Charles Armitage, CEO of Florence, highlights what nursing and care home managers need to be mindful of during Brexit uncertainty and the social care staffing crisis

It’s April 2019 – and although the UK was set to leave the European Union on 29 March, we’re still here – for now. Whatever the final outcome around Brexit may be, the uncertainty is set to remain for the foreseeable as the country feels its way through these turbulent times.

Many of us feel a bit helpless watching Brexit play out in the corridors of power. However, the reality on the ground is that there is a very real impact to consider when it comes to staffing for the care sector. Nursing and care home managers are well aware that they can’t afford to rest on their laurels where staffing is concerned. Recruiting and retaining quality staff to tight budgets is one of the single most challenging issues they face in their day to day.

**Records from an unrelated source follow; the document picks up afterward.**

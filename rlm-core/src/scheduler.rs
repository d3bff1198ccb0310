//! Expiry Scheduler
//!
//! Periodic background task that warns submitters about evidence nearing
//! the end of its retention period and archives expired evidence whose
//! policy asks for it.

use chrono::{DateTime, Utc};
use serde::{Deserialize, Serialize};
use std::collections::BTreeMap;
use std::sync::Arc;
use tokio::sync::{mpsc, watch};
use tokio::task::JoinHandle;
use tokio::time::{interval_at, Duration, Instant, MissedTickBehavior};
use tracing::{debug, info, warn};

use crate::archive::EvidenceArchiver;
use crate::backend::RetentionBackend;
use crate::config::SchedulerConfig;
use crate::notify::{DeliveryStatus, NotificationDispatcher};
use crate::policy_store::PolicyStore;

/// Scheduler control commands
#[derive(Debug, Clone, Copy, PartialEq, Eq)]
pub enum SchedulerCommand {
    /// Run a tick now
    TickNow,
    /// Pause periodic ticks
    Pause,
    /// Resume periodic ticks
    Resume,
    /// Stop the task
    Stop,
}

/// What a single tick did
#[derive(Debug, Clone, PartialEq, Eq, Serialize, Deserialize)]
#[serde(rename_all = "camelCase")]
pub struct TickReport {
    pub started_at: DateTime<Utc>,
    /// Evidence inside the warning window
    pub expiring: usize,
    /// Expiry warning delivery
    pub notification: DeliveryStatus,
    /// Expired evidence ids that were archived
    pub archived: Vec<String>,
    /// Failures encountered during the tick
    pub errors: Vec<String>,
}

impl TickReport {
    fn new() -> Self {
        Self {
            started_at: Utc::now(),
            expiring: 0,
            notification: DeliveryStatus::Skipped,
            archived: Vec::new(),
            errors: Vec::new(),
        }
    }

    pub fn is_clean(&self) -> bool {
        self.errors.is_empty() && !self.notification.is_failed()
    }
}

/// Expiry scheduler
pub struct ExpiryScheduler {
    backend: Arc<dyn RetentionBackend>,
    notifier: Arc<NotificationDispatcher>,
    archiver: Arc<EvidenceArchiver>,
    policies: Arc<PolicyStore>,
    config: SchedulerConfig,
    /// Latest tick report
    reports: watch::Sender<Option<TickReport>>,
}

impl ExpiryScheduler {
    pub fn new(
        backend: Arc<dyn RetentionBackend>,
        notifier: Arc<NotificationDispatcher>,
        archiver: Arc<EvidenceArchiver>,
        policies: Arc<PolicyStore>,
        config: SchedulerConfig,
    ) -> Self {
        let (reports, _) = watch::channel(None);
        Self {
            backend,
            notifier,
            archiver,
            policies,
            config,
            reports,
        }
    }

    pub fn config(&self) -> &SchedulerConfig {
        &self.config
    }

    /// Report of the most recent tick
    pub fn last_report(&self) -> Option<TickReport> {
        self.reports.borrow().clone()
    }

    /// Watch tick reports as they are produced
    pub fn subscribe(&self) -> watch::Receiver<Option<TickReport>> {
        self.reports.subscribe()
    }

    /// Run one pass: policy reload, expiry warnings, then auto-archival
    pub async fn tick(&self) -> TickReport {
        let mut report = TickReport::new();

        // A failed reload keeps the previous cache
        if let Err(e) = self.policies.refresh().await {
            warn!(error = %e, "Failed to reload retention policies");
            report.errors.push(e.to_string());
        }

        match self.backend.expiring_evidence(self.config.warning_days).await {
            Ok(records) => {
                report.expiring = records.len();
                report.notification = self.notifier.notify_retention_expiry(&records).await;
            }
            Err(e) => {
                warn!(error = %e, "Failed to check expiring evidence");
                report.errors.push(e.to_string());
            }
        }

        match self.backend.expiring_evidence(0).await {
            Ok(records) => {
                // Policy lookups are cached per tick
                let mut auto_archive: BTreeMap<String, bool> = BTreeMap::new();

                for record in records {
                    let Some(policy_id) = record.retention_policy_id.as_deref() else {
                        continue;
                    };
                    let archive = match auto_archive.get(policy_id) {
                        Some(flag) => *flag,
                        None => {
                            let flag = self
                                .policies
                                .get(policy_id)
                                .await
                                .map(|p| p.auto_archive)
                                .unwrap_or(false);
                            auto_archive.insert(policy_id.to_string(), flag);
                            flag
                        }
                    };
                    if !archive {
                        continue;
                    }

                    let archived = self
                        .archiver
                        .archive(std::slice::from_ref(&record.id), &self.config.archive_location)
                        .await;
                    match archived {
                        Ok(_) => report.archived.push(record.id),
                        Err(e) => {
                            warn!(evidence_id = %record.id, error = %e, "Auto-archive failed");
                            report.errors.push(format!("{}: {}", record.id, e));
                        }
                    }
                }
            }
            Err(e) => {
                warn!(error = %e, "Failed to check expired evidence");
                report.errors.push(e.to_string());
            }
        }

        info!(
            expiring = report.expiring,
            archived = report.archived.len(),
            errors = report.errors.len(),
            "Retention tick complete"
        );

        self.reports.send_replace(Some(report.clone()));
        report
    }

    /// Spawn the periodic task. The first tick runs one interval after start.
    pub fn start(scheduler: Arc<Self>) -> SchedulerHandle {
        let (tx, mut rx) = mpsc::channel::<SchedulerCommand>(16);
        let period = Duration::from_secs(scheduler.config.interval_secs.max(1));

        let task = scheduler.clone();
        let join = tokio::spawn(async move {
            let mut ticker = interval_at(Instant::now() + period, period);
            ticker.set_missed_tick_behavior(MissedTickBehavior::Delay);
            let mut paused = false;

            info!(interval_secs = period.as_secs(), "Expiry scheduler started");

            loop {
                tokio::select! {
                    cmd = rx.recv() => {
                        match cmd {
                            Some(SchedulerCommand::TickNow) => {
                                task.tick().await;
                            }
                            Some(SchedulerCommand::Pause) => {
                                paused = true;
                                info!("Expiry scheduler paused");
                            }
                            Some(SchedulerCommand::Resume) => {
                                if paused {
                                    paused = false;
                                    ticker.reset();
                                    info!("Expiry scheduler resumed");
                                }
                            }
                            Some(SchedulerCommand::Stop) | None => {
                                info!("Expiry scheduler stopping");
                                break;
                            }
                        }
                    }
                    _ = ticker.tick(), if !paused => {
                        task.tick().await;
                    }
                }
            }
        });

        SchedulerHandle { tx, join, scheduler }
    }
}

So, what do nursing and care home managers need to be mindful of and what steps can they take to manage the fallout around Brexit?

Widening workforce gaps

We all know the UK’s population is ageing yet more nurses are leaving the profession than joining. Alongside these worrying facts, many of the country’s existing health and social care professionals – an estimated 95,000 (7%) of the 1.3 million workers in England’s adult care sector – hail from other EU countries. It is easy to see how the possible end of free movement could make the recruitment and retention problem worse and put the sector under immense strain.

On a good note, many EU nationals currently living and working in the UK are eligible for indefinite leave to remain, if and when Brexit happens. However, it could be argued that the health and social care profession should be given special status so that skilled nurses and carers would still be allowed to come to the country. This would give nursing and care home managers a bigger talent pool to dip into when looking to fill the ever-widening gaps in the social care workforce.

New ways of working

As a care home manager, recruitment pressures will be all too familiar. Brexit will bring new challenges but could also present an opportunity to embrace different ways of working. With less overall certainty in the jobs market and a shift towards the gig economy model, it will come as no surprise that many nurses and carers are looking to work more flexibly.

This might seem tricky to accommodate for care home managers, especially when you consider the need to balance increasingly tight budgets with their number one priority – quality and continuity of care, However, the recruitment fees incurred when taking on temporary nurses or carers have attracted press for all the wrong reasons of late – draining resources from an already stretched sector.

Passion and pride for care

Despite Brexit taking up much of the government’s time at the moment, it is clearly well aware that more needs to be done to attract and retain people to the care profession. It has put significant investment in the social care recruitment campaign currently underway. Care home managers have a special role to play here too. Creating an environment in which nursing and care professionals feel valued and respected and providing opportunities for life-long learning go a long way to making people feel supported, and restoring a sense of passion for and pride in the sector.

With most care home managers seeing their profession as more of a calling, they are truly the best advocates for working in the sector. They are also at the heart of creating the right conditions to encourage those who choose to work in social care to stay, succeed and progress. With people looking for security during these uncertain times, a long and fulfilling career in the care sector is a sure bet given the projections around our ageing population in the years to come.

In summary

With the nation all at sea, care is one sector that just can’t afford to get drawn into the drama of it all. By getting behind calls for the sector to have special status when it comes to recruiting skilled nurses and carers, as well as embracing new ways of working and being a passionate promoter of careers in care, care managers have the opportunity to rise above the chaos and lead the way in terms of effective workforce management – deal, no deal or otherwise.